## REQUIRED WORK
What is needed is an exact copy of all the entries.

## RECORDS TO PROCESS
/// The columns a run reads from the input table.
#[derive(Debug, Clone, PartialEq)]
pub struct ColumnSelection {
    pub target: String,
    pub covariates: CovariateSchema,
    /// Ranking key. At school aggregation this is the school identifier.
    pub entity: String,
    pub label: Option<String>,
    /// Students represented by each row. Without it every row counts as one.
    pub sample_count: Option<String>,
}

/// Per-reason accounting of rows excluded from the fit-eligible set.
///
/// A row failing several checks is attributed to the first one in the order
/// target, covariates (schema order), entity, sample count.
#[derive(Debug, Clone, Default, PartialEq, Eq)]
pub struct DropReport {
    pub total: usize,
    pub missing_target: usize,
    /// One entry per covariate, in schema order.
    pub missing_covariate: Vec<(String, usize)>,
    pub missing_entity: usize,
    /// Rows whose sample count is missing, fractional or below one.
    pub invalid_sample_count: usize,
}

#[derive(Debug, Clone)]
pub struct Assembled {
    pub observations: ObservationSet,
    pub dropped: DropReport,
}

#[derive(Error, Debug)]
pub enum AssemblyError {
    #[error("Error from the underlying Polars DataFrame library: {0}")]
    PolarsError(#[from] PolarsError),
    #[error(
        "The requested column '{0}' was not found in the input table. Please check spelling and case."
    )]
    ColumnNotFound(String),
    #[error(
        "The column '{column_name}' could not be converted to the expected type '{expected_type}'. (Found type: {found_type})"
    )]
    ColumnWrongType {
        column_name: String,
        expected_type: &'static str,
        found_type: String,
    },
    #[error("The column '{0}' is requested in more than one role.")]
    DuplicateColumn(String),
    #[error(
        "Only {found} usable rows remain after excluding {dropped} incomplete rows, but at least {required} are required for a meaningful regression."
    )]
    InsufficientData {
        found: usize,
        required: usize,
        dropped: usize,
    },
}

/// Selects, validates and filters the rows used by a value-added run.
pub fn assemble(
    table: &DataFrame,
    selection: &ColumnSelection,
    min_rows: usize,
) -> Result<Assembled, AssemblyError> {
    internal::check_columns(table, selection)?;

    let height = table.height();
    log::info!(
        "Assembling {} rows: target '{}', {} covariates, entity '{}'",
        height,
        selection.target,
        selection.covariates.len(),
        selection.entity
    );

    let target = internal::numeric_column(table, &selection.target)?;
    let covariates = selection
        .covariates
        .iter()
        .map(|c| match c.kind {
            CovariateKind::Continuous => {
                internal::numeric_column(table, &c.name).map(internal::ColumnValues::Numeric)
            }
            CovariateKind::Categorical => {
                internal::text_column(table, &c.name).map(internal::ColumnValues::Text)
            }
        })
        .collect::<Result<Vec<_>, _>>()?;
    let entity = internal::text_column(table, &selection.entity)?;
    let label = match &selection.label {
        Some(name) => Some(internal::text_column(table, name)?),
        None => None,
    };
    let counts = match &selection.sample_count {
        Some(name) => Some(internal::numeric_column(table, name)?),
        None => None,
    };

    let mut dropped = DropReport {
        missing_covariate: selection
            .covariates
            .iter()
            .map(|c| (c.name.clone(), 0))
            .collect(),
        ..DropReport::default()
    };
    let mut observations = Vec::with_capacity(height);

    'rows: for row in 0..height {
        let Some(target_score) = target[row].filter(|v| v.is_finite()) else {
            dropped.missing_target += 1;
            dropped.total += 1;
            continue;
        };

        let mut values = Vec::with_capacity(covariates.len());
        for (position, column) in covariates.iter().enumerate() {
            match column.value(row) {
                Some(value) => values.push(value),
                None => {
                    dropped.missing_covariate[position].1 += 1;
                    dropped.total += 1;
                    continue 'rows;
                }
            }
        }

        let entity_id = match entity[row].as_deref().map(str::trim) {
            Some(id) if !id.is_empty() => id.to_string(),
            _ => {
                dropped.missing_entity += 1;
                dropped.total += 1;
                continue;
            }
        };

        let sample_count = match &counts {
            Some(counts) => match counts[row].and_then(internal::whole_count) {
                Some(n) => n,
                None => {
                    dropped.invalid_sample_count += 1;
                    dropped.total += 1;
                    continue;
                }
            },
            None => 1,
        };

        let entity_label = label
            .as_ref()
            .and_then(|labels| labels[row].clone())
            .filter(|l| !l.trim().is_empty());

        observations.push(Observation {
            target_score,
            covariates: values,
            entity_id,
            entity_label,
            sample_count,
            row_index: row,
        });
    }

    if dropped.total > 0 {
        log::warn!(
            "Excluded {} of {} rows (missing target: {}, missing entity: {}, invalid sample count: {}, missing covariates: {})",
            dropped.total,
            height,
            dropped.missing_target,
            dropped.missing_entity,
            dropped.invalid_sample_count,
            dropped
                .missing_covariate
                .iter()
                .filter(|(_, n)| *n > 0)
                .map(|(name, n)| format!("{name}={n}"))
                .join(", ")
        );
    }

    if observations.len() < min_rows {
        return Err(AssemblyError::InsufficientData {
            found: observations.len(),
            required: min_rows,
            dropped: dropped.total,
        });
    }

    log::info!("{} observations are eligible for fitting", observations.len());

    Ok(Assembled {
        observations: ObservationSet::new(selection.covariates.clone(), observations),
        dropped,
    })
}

## TASK SOLUTION
/// The columns a run reads from the input table.
#[derive(Debug, Clone, PartialEq)]
pub struct ColumnSelection {
    pub target: String,
    pub covariates: CovariateSchema,
    /// Ranking key. At school aggregation this is the school identifier.
    pub entity: String,
    pub label: Option<String>,
    /// Students represented by each row. Without it every row counts as one.
    pub sample_count: Option<String>,
}

/// Per-reason accounting of rows excluded from the fit-eligible set.
///
/// A row failing several checks is attributed to the first one in the order
/// target, covariates (schema order), entity, sample count.
#[derive(Debug, Clone, Default, PartialEq, Eq)]
pub struct DropReport {
    pub total: usize,
    pub missing_target: usize,
    /// One entry per covariate, in schema order.
    pub missing_covariate: Vec<(String, usize)>,
    pub missing_entity: usize,
    /// Rows whose sample count is missing, fractional or below one.
    pub invalid_sample_count: usize,
}

#[derive(Debug, Clone)]
pub struct Assembled {
    pub observations: ObservationSet,
    pub dropped: DropReport,
}

#[derive(Error, Debug)]
pub enum AssemblyError {
    #[error("Error from the underlying Polars DataFrame library: {0}")]
    PolarsError(#[from] PolarsError),
    #[error(
        "The requested column '{0}' was not found in the input table. Please check spelling and case."
    )]
    ColumnNotFound(String),
    #[error(
        "The column '{column_name}' could not be converted to the expected type '{expected_type}'. (Found type: {found_type})"
    )]
    ColumnWrongType {
        column_name: String,
        expected_type: &'static str,
        found_type: String,
    },
    #[error("The column '{0}' is requested in more than one role.")]
    DuplicateColumn(String),
    #[error(
        "Only {found} usable rows remain after excluding {dropped} incomplete rows, but at least {required} are required for a meaningful regression."
    )]
    InsufficientData {
        found: usize,
        required: usize,
        dropped: usize,
    },
}

/// Selects, validates and filters the rows used by a value-added run.
pub fn assemble(
    table: &DataFrame,
    selection: &ColumnSelection,
    min_rows: usize,
) -> Result<Assembled, AssemblyError> {
    internal::check_columns(table, selection)?;

    let height = table.height();
    log::info!(
        "Assembling {} rows: target '{}', {} covariates, entity '{}'",
        height,
        selection.target,
        selection.covariates.len(),
        selection.entity
    );

    let target = internal::numeric_column(table, &selection.target)?;
    let covariates = selection
        .covariates
        .iter()
        .map(|c| match c.kind {
            CovariateKind::Continuous => {
                internal::numeric_column(table, &c.name).map(internal::ColumnValues::Numeric)
            }
            CovariateKind::Categorical => {
                internal::text_column(table, &c.name).map(internal::ColumnValues::Text)
            }
        })
        .collect::<Result<Vec<_>, _>>()?;
    let entity = internal::text_column(table, &selection.entity)?;
    let label = match &selection.label {
        Some(name) => Some(internal::text_column(table, name)?),
        None => None,
    };
    let counts = match &selection.sample_count {
        Some(name) => Some(internal::numeric_column(table, name)?),
        None => None,
    };

    let mut dropped = DropReport {
        missing_covariate: selection
            .covariates
            .iter()
            .map(|c| (c.name.clone(), 0))
            .collect(),
        ..DropReport::default()
    };
    let mut observations = Vec::with_capacity(height);

    'rows: for row in 0..height {
        let Some(target_score) = target[row].filter(|v| v.is_finite()) else {
            dropped.missing_target += 1;
            dropped.total += 1;
            continue;
        };

        let mut values = Vec::with_capacity(covariates.len());
        for (position, column) in covariates.iter().enumerate() {
            match column.value(row) {
                Some(value) => values.push(value),
                None => {
                    dropped.missing_covariate[position].1 += 1;
                    dropped.total += 1;
                    continue 'rows;
                }
            }
        }

        let entity_id = match entity[row].as_deref().map(str::trim) {
            Some(id) if !id.is_empty() => id.to_string(),
            _ => {
                dropped.missing_entity += 1;
                dropped.total += 1;
                continue;
            }
        };

        let sample_count = match &counts {
            Some(counts) => match counts[row].and_then(internal::whole_count) {
                Some(n) => n,
                None => {
                    dropped.invalid_sample_count += 1;
                    dropped.total += 1;
                    continue;
                }
            },
            None => 1,
        };

        let entity_label = label
            .as_ref()
            .and_then(|labels| labels[row].clone())
            .filter(|l| !l.trim().is_empty());

        observations.push(Observation {
            target_score,
            covariates: values,
            entity_id,
            entity_label,
            sample_count,
            row_index: row,
        });
    }

    if dropped.total > 0 {
        log::warn!(
            "Excluded {} of {} rows (missing target: {}, missing entity: {}, invalid sample count: {}, missing covariates: {})",
            dropped.total,
            height,
            dropped.missing_target,
            dropped.missing_entity,
            dropped.invalid_sample_count,
            dropped
                .missing_covariate
                .iter()
                .filter(|(_, n)| *n > 0)
                .map(|(name, n)| format!("{name}={n}"))
                .join(", ")
        );
    }

    if observations.len() < min_rows {
        return Err(AssemblyError::InsufficientData {
            found: observations.len(),
            required: min_rows,
            dropped: dropped.total,
        });
    }

    log::info!("{} observations are eligible for fitting", observations.len());

    Ok(Assembled {
        observations: ObservationSet::new(selection.covariates.clone(), observations),
        dropped,
    })
}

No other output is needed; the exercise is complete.